Перед казнью прижимается щекой к родной земле Валет. Незадолго до казни Подтелков, несмотря на остро ощущаемое приближение смерти, чувствует аромат родной земли. Бунчуку перед смертью «хотелось ещё и ещё раз глядеть на седую дымку неба, на грустную землю, по которой мыкался он двадцать девять лет».
Подобных описаний в «Тихом Доне» множество. Они подтверждают мысль авторов словаря о том, что текстема Земля скрепляет повествование и во многом является смыслообразующим центром эпической прозы Шолохова. «По затопленным лугам, на грядинах и рынках не залитой земли перекликались, готовясь к отлёту, гуси, в тылах неумолчно шипели охваченные любовным экстазом селезни. На вербах зеленели серёжки, липкой духовитой почкой набухал тополь. Несказанным очарованием была полна степь, чуть зазеленевшая, налитая древним запахом оттаявшего чернозёма и вечно юным — молодой травы». Права Н. М. Муравьёва, которая пишет: «Антонимы „древний — юный“ в данном контексте не противопоставлены, это единый смысловой ряд, который отражает философию бытия сквозь призму природного мира: только близость к земле может помочь человеку найти своё место в этом древнем и вечно обновляющемся мире».
И в «Поднятой целине» происходящее показано через отношение героев и автора к Земле. За десять лет после окончания гражданской войны трагизм ситуации усугубился, жизнь крестьян усложнилась. Одна только мысль о земле продолжала объединять людей. Понятие Земля является смыслообразующим, стилеобразующим, жанрообразующим центром произведения. Ещё в «Тихом Доне» Григорий Мелехов определил отношение народа к земле: «Бьёмся за неё как за любушку». Эта мысль о земле, о её «невыразимо сладком запахе», лучше которого для крестьянина нет ничего, проходит и через «Поднятую целину» Шолохова.

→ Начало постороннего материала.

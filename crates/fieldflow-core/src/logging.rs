#![forbid(unsafe_code)]

//! Feature-gated log macros for the state manager and event bus.
//!
//! `crate::trace!`, `crate::debug!`, `crate::warn!` and `crate::error!` are
//! the `tracing` macros when the `tracing` feature is on. With it off they
//! expand to nothing, so the core crate logs without depending on a
//! subscriber. Arguments of a disabled macro are not evaluated; a binding
//! used only for logging needs `let _ = binding;` under
//! `#[cfg(not(feature = "tracing"))]`.

#[cfg(feature = "tracing")]
pub use tracing::{debug, error, trace, warn};

#[cfg(not(feature = "tracing"))]
mod disabled {
    /// Expands to nothing; `tracing` is off.
    #[macro_export]
    macro_rules! trace {
        ($($arg:tt)*) => {};
    }

    /// Expands to nothing; `tracing` is off.
    #[macro_export]
    macro_rules! debug {
        ($($arg:tt)*) => {};
    }

    /// Expands to nothing; `tracing` is off.
    #[macro_export]
    macro_rules! warn {
        ($($arg:tt)*) => {};
    }

    /// Expands to nothing; `tracing` is off.
    #[macro_export]
    macro_rules! error {
        ($($arg:tt)*) => {};
    }
}
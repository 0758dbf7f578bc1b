#![forbid(unsafe_code)]

//! Field descriptors and the schema collaborator seam.
//!
//! The orchestrator never interprets validation rules. It only reads the
//! handful of descriptor facts that drive timing decisions: whether the field
//! is required, and whether its rules include a uniqueness check or a named
//! custom rule (the expensive, possibly remote checks).

use std::collections::HashMap;
use std::time::Duration;

// ---------------------------------------------------------------------------
// RuleMeta
// ---------------------------------------------------------------------------

/// Rule metadata that affects validation timing.
#[derive(Debug, Clone, Default, PartialEq, Eq)]
#[cfg_attr(feature = "serde", derive(serde::Serialize, serde::Deserialize))]
pub struct RuleMeta {
    /// The value must be unique (typically a datastore lookup).
    pub unique: bool,
    /// Identifier of a named custom rule, if any.
    pub custom: Option<String>,
}

impl RuleMeta {
    /// Metadata for a uniqueness-checked field.
    #[must_use]
    pub fn unique() -> Self {
        Self {
            unique: true,
            custom: None,
        }
    }

    /// Metadata for a field validated by a named custom rule.
    #[must_use]
    pub fn custom(rule: impl Into<String>) -> Self {
        Self {
            unique: false,
            custom: Some(rule.into()),
        }
    }

    /// Whether these rules are the costly kind (uniqueness or custom).
    #[must_use]
    pub fn is_costly(&self) -> bool {
        self.unique || self.custom.as_deref().is_some_and(|c| !c.is_empty())
    }
}

// ---------------------------------------------------------------------------
// FieldDescriptor
// ---------------------------------------------------------------------------

/// What the schema knows about one field.
#[derive(Debug, Clone, PartialEq, Eq)]
#[cfg_attr(feature = "serde", derive(serde::Serialize, serde::Deserialize))]
pub struct FieldDescriptor {
    /// Field name, unique within a schema.
    pub name: String,
    /// The field must carry a non-empty value.
    pub required: bool,
    /// Optional rule metadata.
    pub rules: Option<RuleMeta>,
    /// Per-field debounce override; wins over the configured delay.
    #[cfg_attr(feature = "serde", serde(default, with = "crate::config::opt_millis"))]
    pub debounce: Option<Duration>,
}

impl FieldDescriptor {
    /// Create an optional field with no rule metadata.
    #[must_use]
    pub fn new(name: impl Into<String>) -> Self {
        Self {
            name: name.into(),
            required: false,
            rules: None,
            debounce: None,
        }
    }

    /// Mark the field required.
    #[must_use]
    pub fn required(mut self) -> Self {
        self.required = true;
        self
    }

    /// Attach rule metadata.
    #[must_use]
    pub fn with_rules(mut self, rules: RuleMeta) -> Self {
        self.rules = Some(rules);
        self
    }

    /// Override the debounce delay for this field.
    #[must_use]
    pub fn with_debounce(mut self, delay: Duration) -> Self {
        self.debounce = Some(delay);
        self
    }

    /// Whether the field's rules include a uniqueness check or a custom rule.
    ///
    /// These are the checks assumed to need a server round trip.
    #[must_use]
    pub fn has_async_rules(&self) -> bool {
        self.rules.as_ref().is_some_and(RuleMeta::is_costly)
    }
}

// ---------------------------------------------------------------------------
// Schema
// ---------------------------------------------------------------------------

/// The schema collaborator: field existence and ordered field listing.
pub trait Schema: Send + Sync {
    /// Look up a field by name.
    fn field(&self, name: &str) -> Option<FieldDescriptor>;

    /// Every field, in schema order.
    fn fields(&self) -> Vec<FieldDescriptor>;
}

/// An ordered, in-memory schema.
///
/// Declaring the same name twice replaces the earlier descriptor in place,
/// keeping its position.
#[derive(Debug, Clone, Default)]
pub struct StaticSchema {
    fields: Vec<FieldDescriptor>,
    index: HashMap<String, usize>,
}

impl StaticSchema {
    /// Create an empty schema.
    #[must_use]
    pub fn new() -> Self {
        Self::default()
    }

    /// Add a field (builder style).
    #[must_use]
    pub fn with_field(mut self, field: FieldDescriptor) -> Self {
        self.insert(field);
        self
    }

    /// Add or replace a field.
    pub fn insert(&mut self, field: FieldDescriptor) {
        if let Some(&slot) = self.index.get(&field.name) {
            self.fields[slot] = field;
        } else {
            self.index.insert(field.name.clone(), self.fields.len());
            self.fields.push(field);
        }
    }

    /// Number of fields.
    #[must_use]
    pub fn len(&self) -> usize {
        self.fields.len()
    }

    /// Whether the schema has no fields.
    #[must_use]
    pub fn is_empty(&self) -> bool {
        self.fields.is_empty()
    }
}

impl FromIterator<FieldDescriptor> for StaticSchema {
    fn from_iter<I: IntoIterator<Item = FieldDescriptor>>(iter: I) -> Self {
        let mut schema = Self::new();
        for field in iter {
            schema.insert(field);
        }
        schema
    }
}

impl Schema for StaticSchema {
    fn field(&self, name: &str) -> Option<FieldDescriptor> {
        self.index.get(name).map(|&i| self.fields[i].clone())
    }

    fn fields(&self) -> Vec<FieldDescriptor> {
        self.fields.clone()
    }
}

«Земля живёт на страницах „Поднятой целины“ как действующее „лицо“» (Муравьёва, там же). Если обратиться к словарю, то это утверждение литературоведа подтверждено углублённым анализом текстемы: «Он (Нагульнов. — Ред.) быстро нагибался и растирал в ладонях землю. Чернозёмный прах, в хрустких волокнах умерщвлённых трав, был сух и горяч. Зябь перестаивалась! <…> „Припозднились! Загубили землю! — думал Макар, с щемящей жалостью оглядывая чёрные, страшные в своей наготе, необработанные пашни. — День-два — и пропала зябь. Земля ить как кобыла: течка у ней — спеши покрывать, а пройдёт эта пора — на дух не нужен ей жеребец. Так и человек земле…“».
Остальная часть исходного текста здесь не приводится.